The second is the NYT pitch itself, which makes the central defendant in the piece Israel. The report was not aimed at describing Israeli conduct, though an innocent reader of the Times headline might think it was. All this is testament not only to the agenda of Times headline-writers but to the great success of Human Rights Watch and Amnesty International this summer in inverting the legal standards of war crimes and establishing a standard of Israeli guilt unless proven innocent, alongside an assumption that Hezbollah's war crimes were largely unimportant and unworthy of extensive notice, investigation or discussion.
A final note --- the NYT story mentions, towards the end, the most striking piece of the NGO report. Per the report: "The number of Hezbollah operatives killed during the war is estimated by the IDF Military Intelligence at some 650; in addition, over 800 operatives were injured. Four hundred and fifty of the killed operatives can be identified with certainty.
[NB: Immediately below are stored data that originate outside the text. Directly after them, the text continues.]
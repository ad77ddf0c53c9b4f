use std::ops::Deref;

use crate::common::{
    bitstream::BitStream,
    iter::EncRegionIter,
    mask::MaskPattern,
    metadata::{format_info, Color, ECLevel, Version, FORMAT_INFO_BIT_LEN, VERSION_INFO_BIT_LEN},
};

// Module
//------------------------------------------------------------------------------

#[derive(Debug, PartialEq, Eq, Clone, Copy)]
pub enum Module {
    Empty,
    Finder(Color),
    Timing(Color),
    Alignment(Color),
    Format(Color),
    Version(Color),
    Data(Color),
}

impl Deref for Module {
    type Target = Color;
    fn deref(&self) -> &Self::Target {
        match self {
            Module::Empty => &Color::Light,
            Module::Finder(c)
            | Module::Timing(c)
            | Module::Alignment(c)
            | Module::Format(c)
            | Module::Version(c)
            | Module::Data(c) => c,
        }
    }
}

impl Module {
    pub fn region(&self) -> Region {
        match self {
            Module::Finder(_) => Region::Finder,
            Module::Timing(_) => Region::Timing,
            Module::Alignment(_) => Region::Alignment,
            Module::Format(_) => Region::Format,
            Module::Version(_) => Region::Version,
            Module::Empty | Module::Data(_) => Region::Data,
        }
    }
}

#[derive(Debug, PartialEq, Eq, Clone, Copy, Hash)]
pub enum Region {
    Quiet,
    Finder,
    Timing,
    Alignment,
    Format,
    Version,
    Data,
}

// QR matrix
//------------------------------------------------------------------------------

/// A finished QR symbol: a square grid of region tagged modules.
///
/// Coordinates are `(row, column)`. Negative indices count from the far edge,
/// so `get(-1, -1)` is the bottom right module.
#[derive(Debug, Clone)]
pub struct QR {
    grid: Vec<Module>,
    w: usize,
    ver: Version,
    ecl: ECLevel,
    mask: Option<MaskPattern>,
}

impl QR {
    pub(crate) fn new(ver: Version, ecl: ECLevel) -> Self {
        let w = ver.width();
        Self { grid: vec![Module::Empty; w * w], w, ver, ecl, mask: None }
    }

    pub fn version(&self) -> Version {
        self.ver
    }

    pub fn width(&self) -> usize {
        self.w
    }

    pub fn ec_level(&self) -> ECLevel {
        self.ecl
    }

    pub fn mask(&self) -> Option<MaskPattern> {
        self.mask
    }

    pub fn count_dark_modules(&self) -> usize {
        self.grid.iter().filter(|m| ***m == Color::Dark).count()
    }

    /// Module at `(r, c)`. Panics when the coordinate lies outside `-w..w`.
    pub fn get(&self, r: i16, c: i16) -> Module {
        self.grid[self.coord_to_index(r, c)]
    }

    /// Region of an absolute coordinate, `Quiet` for anything outside the symbol.
    pub fn region_at(&self, r: i32, c: i32) -> Region {
        match self.checked_get(r, c) {
            Some(m) => m.region(),
            None => Region::Quiet,
        }
    }

    /// Whether the module at an absolute coordinate is dark. The quiet zone is light.
    pub fn is_dark_at(&self, r: i32, c: i32) -> bool {
        self.checked_get(r, c).is_some_and(|m| *m == Color::Dark)
    }

    fn checked_get(&self, r: i32, c: i32) -> Option<Module> {
        let w = self.w as i32;
        if r < 0 || c < 0 || r >= w || c >= w {
            return None;
        }
        Some(self.grid[(r * w + c) as usize])
    }

    #[cfg(test)]
    pub fn to_debug_str(&self) -> String {
        let w = self.w as i16;
        let mut res = String::with_capacity((w * (w + 1)) as usize + 1);
        res.push('\n');
        for i in 0..w {
            for j in 0..w {
                let c = match self.get(i, j) {
                    Module::Empty => '.',
                    Module::Finder(clr) => clr.select('f', 'F'),
                    Module::Timing(clr) => clr.select('t', 'T'),
                    Module::Alignment(clr) => clr.select('a', 'A'),
                    Module::Format(clr) => clr.select('m', 'M'),
                    Module::Version(clr) => clr.select('v', 'V'),
                    Module::Data(clr) => clr.select('d', 'D'),
                };
                res.push(c);
            }
            res.push('\n');
        }
        res
    }

    fn coord_to_index(&self, r: i16, c: i16) -> usize {
        let w = self.w as i16;
        debug_assert!(-w <= r && r < w, "Row {r} out of bounds for width {w}");
        debug_assert!(-w <= c && c < w, "Column {c} out of bounds for width {w}");

        let r = if r < 0 { r + w } else { r };
        let c = if c < 0 { c + w } else { c };
        (r * w + c) as _
    }

    fn set(&mut self, r: i16, c: i16, module: Module) {
        let index = self.coord_to_index(r, c);
        self.grid[index] = module;
    }
}


// Finder pattern
//------------------------------------------------------------------------------

impl QR {
    // Draws the 7x7 finders with their light separators
    fn draw_finder_patterns(&mut self) {
        self.draw_finder_pattern_at(3, 3);
        self.draw_finder_pattern_at(3, -4);
        self.draw_finder_pattern_at(-4, 3);
    }

    fn draw_finder_pattern_at(&mut self, r: i16, c: i16) {
        let (dr_top, dr_bottom): (i16, i16) = if r > 0 { (-3, 4) } else { (-4, 3) };
        let (dc_left, dc_right): (i16, i16) = if c > 0 { (-3, 4) } else { (-4, 3) };
        for i in dr_top..=dr_bottom {
            for j in dc_left..=dc_right {
                let clr = match i.abs().max(j.abs()) {
                    4 | 2 => Color::Light,
                    _ => Color::Dark,
                };
                self.set(r + i, c + j, Module::Finder(clr));
            }
        }
    }
}


// Timing pattern
//------------------------------------------------------------------------------

impl QR {
    fn draw_timing_pattern(&mut self) {
        let last = self.w as i16 - 9;
        for i in 8..=last {
            let clr = Color::from(i & 1 == 0);
            self.set(6, i, Module::Timing(clr));
            self.set(i, 6, Module::Timing(clr));
        }
    }
}


// Alignment pattern
//------------------------------------------------------------------------------

impl QR {
    fn draw_alignment_patterns(&mut self) {
        let poses = self.ver.alignment_pattern();
        for &r in &poses {
            for &c in &poses {
                self.draw_alignment_pattern_at(r, c)
            }
        }
    }

    fn draw_alignment_pattern_at(&mut self, r: i16, c: i16) {
        let w = self.w as i16;
        // Corners occupied by finder patterns
        if (r == 6 && (c == 6 || c == w - 7)) || (r == w - 7 && c == 6) {
            return;
        }
        for i in -2..=2_i16 {
            for j in -2..=2_i16 {
                let clr = match i.abs().max(j.abs()) {
                    1 => Color::Light,
                    _ => Color::Dark,
                };
                self.set(r + i, c + j, Module::Alignment(clr));
            }
        }
    }
}


// All function patterns
//------------------------------------------------------------------------------

impl QR {
    pub(crate) fn draw_all_function_patterns(&mut self) {
        self.draw_finder_patterns();
        self.draw_timing_pattern();
        self.draw_alignment_patterns();
    }
}

// Format & version info
//------------------------------------------------------------------------------

impl QR {
    fn reserve_format_area(&mut self) {
        self.draw_format_info((1 << FORMAT_INFO_BIT_LEN) - 1);
    }

    fn draw_format_info(&mut self, info: u32) {
        self.draw_number(info, FORMAT_INFO_BIT_LEN, Module::Format, &FORMAT_INFO_COORDS_MAIN);
        self.draw_number(info, FORMAT_INFO_BIT_LEN, Module::Format, &FORMAT_INFO_COORDS_SIDE);
        self.set(-8, 8, Module::Format(Color::Dark));
    }

    // Two 6x3 blocks, above the bottom left finder and left of the top right finder
    fn draw_version_info(&mut self) {
        if *self.ver < 7 {
            return;
        }
        let info = self.ver.info();
        let w = self.w as i16;
        for i in 0..VERSION_INFO_BIT_LEN {
            let module = Module::Version(Color::from((info >> i) & 1 == 1));
            let a = (i / 3) as i16;
            let b = w - 11 + (i % 3) as i16;
            self.set(a, b, module);
            self.set(b, a, module);
        }
    }

    // Writes bits most significant first along coords
    fn draw_number(
        &mut self,
        number: u32,
        bit_len: usize,
        module: fn(Color) -> Module,
        coords: &[(i16, i16)],
    ) {
        debug_assert!(coords.len() == bit_len, "Coordinate count doesn't match bit length");

        let mut mask = 1 << (bit_len - 1);
        for &(r, c) in coords {
            self.set(r, c, module(Color::from(number & mask != 0)));
            mask >>= 1;
        }
    }
}

#[cfg(test)]
mod qr_information_tests {
    use super::{Module, QR};
    use crate::common::{
        mask::MaskPattern,
        metadata::{format_info, Color, ECLevel, Version},
    };

    #[test]
    fn test_no_version_info_below_7() {
        let mut qr = QR::new(Version::unchecked(6), ECLevel::L);
        qr.draw_version_info();
        assert!(qr.grid.iter().all(|m| *m == Module::Empty));
    }

    #[test]
    fn test_version_info_7() {
        let mut qr = QR::new(Version::unchecked(7), ECLevel::L);
        qr.draw_version_info();
        let s = qr.to_debug_str();
        let rows = s.lines().skip(1).collect::<Vec<_>>();
        // 000111 110010 010100, least significant bit at the top left corner of each block
        assert_eq!(&rows[0][34..37], "VVv");
        assert_eq!(&rows[1][34..37], "VvV");
        assert_eq!(&rows[2][34..37], "VvV");
        assert_eq!(&rows[3][34..37], "Vvv");
        assert_eq!(&rows[4][34..37], "vvv");
        assert_eq!(&rows[5][34..37], "VVV");
        assert_eq!(&rows[34][..6], "VVVVvV");
        assert_eq!(&rows[35][..6], "VvvvvV");
        assert_eq!(&rows[36][..6], "vVVvvV");
    }

    #[test]
    fn test_reserve_format_info_qr() {
        let mut qr = QR::new(Version::unchecked(1), ECLevel::L);
        qr.reserve_format_area();
        assert_eq!(
            qr.to_debug_str(),
            "\n\
             ........m............\n\
             ........m............\n\
             ........m............\n\
             ........m............\n\
             ........m............\n\
             ........m............\n\
             .....................\n\
             ........m............\n\
             mmmmmm.mm....mmmmmmmm\n\
             .....................\n\
             .....................\n\
             .....................\n\
             .....................\n\
             ........m............\n\
             ........m............\n\
             ........m............\n\
             ........m............\n\
             ........m............\n\
             ........m............\n\
             ........m............\n\
             ........m............\n"
        );
    }

    #[test]
    fn test_format_info_copies_agree() {
        let mut qr = QR::new(Version::unchecked(1), ECLevel::M);
        let info = format_info(ECLevel::M, MaskPattern::new(0).unwrap());
        qr.draw_format_info(info);
        let bit = |r: i16, c: i16| (*qr.get(r, c) == Color::Dark) as u32;
        let mut main = 0;
        for c in [0, 1, 2, 3, 4, 5, 7, 8] {
            main = main << 1 | bit(8, c);
        }
        for r in [7, 5, 4, 3, 2, 1, 0] {
            main = main << 1 | bit(r, 8);
        }
        let mut side = 0;
        for r in [-1, -2, -3, -4, -5, -6, -7] {
            side = side << 1 | bit(r, 8);
        }
        for c in -8..=-1 {
            side = side << 1 | bit(8, c);
        }
        assert_eq!(main, 0b101010000010010);
        assert_eq!(side, main);
    }
}

// Encoding region
//------------------------------------------------------------------------------

impl QR {
    pub(crate) fn draw_encoding_region(&mut self, payload: BitStream) {
        self.reserve_format_area();
        self.draw_version_info();
        self.draw_payload(payload);

        debug_assert!(!self.grid.contains(&Module::Empty), "Empty module found after placement");
    }

    fn draw_payload(&mut self, payload: BitStream) {
        let mut coords = EncRegionIter::new(self.ver);
        for bit in payload {
            let module = Module::Data(Color::from(bit));
            for (r, c) in coords.by_ref() {
                if matches!(self.get(r, c), Module::Empty) {
                    self.set(r, c, module);
                    break;
                }
            }
        }
        // Remainder bits
        for (r, c) in coords {
            if matches!(self.get(r, c), Module::Empty) {
                self.set(r, c, Module::Data(Color::Light));
            }
        }
    }

    pub(crate) fn apply_mask(&mut self, pattern: MaskPattern) {
        self.mask = Some(pattern);
        let mask_fn = pattern.mask_function();
        let w = self.w as i16;
        for r in 0..w {
            for c in 0..w {
                if !mask_fn(r, c) {
                    continue;
                }
                if let Module::Data(clr) = self.get(r, c) {
                    self.set(r, c, Module::Data(!clr));
                }
            }
        }
        self.draw_format_info(format_info(self.ecl, pattern));
    }
}


// Global constants
//------------------------------------------------------------------------------

// Most significant bit first, wrapping around the top left finder
static FORMAT_INFO_COORDS_MAIN: [(i16, i16); 15] = [
    (8, 0),
    (8, 1),
    (8, 2),
    (8, 3),
    (8, 4),
    (8, 5),
    (8, 7),
    (8, 8),
    (7, 8),
    (5, 8),
    (4, 8),
    (3, 8),
    (2, 8),
    (1, 8),
    (0, 8),
];

// Most significant bit first, up the bottom left then along the top right
static FORMAT_INFO_COORDS_SIDE: [(i16, i16); 15] = [
    (-1, 8),
    (-2, 8),
    (-3, 8),
    (-4, 8),
    (-5, 8),
    (-6, 8),
    (-7, 8),
    (8, -8),
    (8, -7),
    (8, -6),
    (8, -5),
    (8, -4),
    (8, -3),
    (8, -2),
    (8, -1),
];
The Military Intelligence has partial information about an additional 100 fatalities... According to information issued by the Lebanese government and media, 1084 civilians and 40 members of the military and the gendarmerie were killed in the war... The Lebanese announcements of the number of killed made no distinction between civilians and Hezbollah operatives. Therefore, a significant number of the civilian deaths and injuries as they appear in Lebanese government reports and media are Hezbollah operatives rather than innocent civilians."
Interestingly, the NY Times omits the fact that the Lebanese government figures do not distinguish between civilian and combatant --- all persons not members of official Lebanese armed forces were classified as civilians by Lebanon. Human Rights Watch and Amnesty International did little better, apprently assuming all were civilian unless faced with incontrovertible proof that the deceased was not only a Hezbollah combatant but involved in shooting at the time.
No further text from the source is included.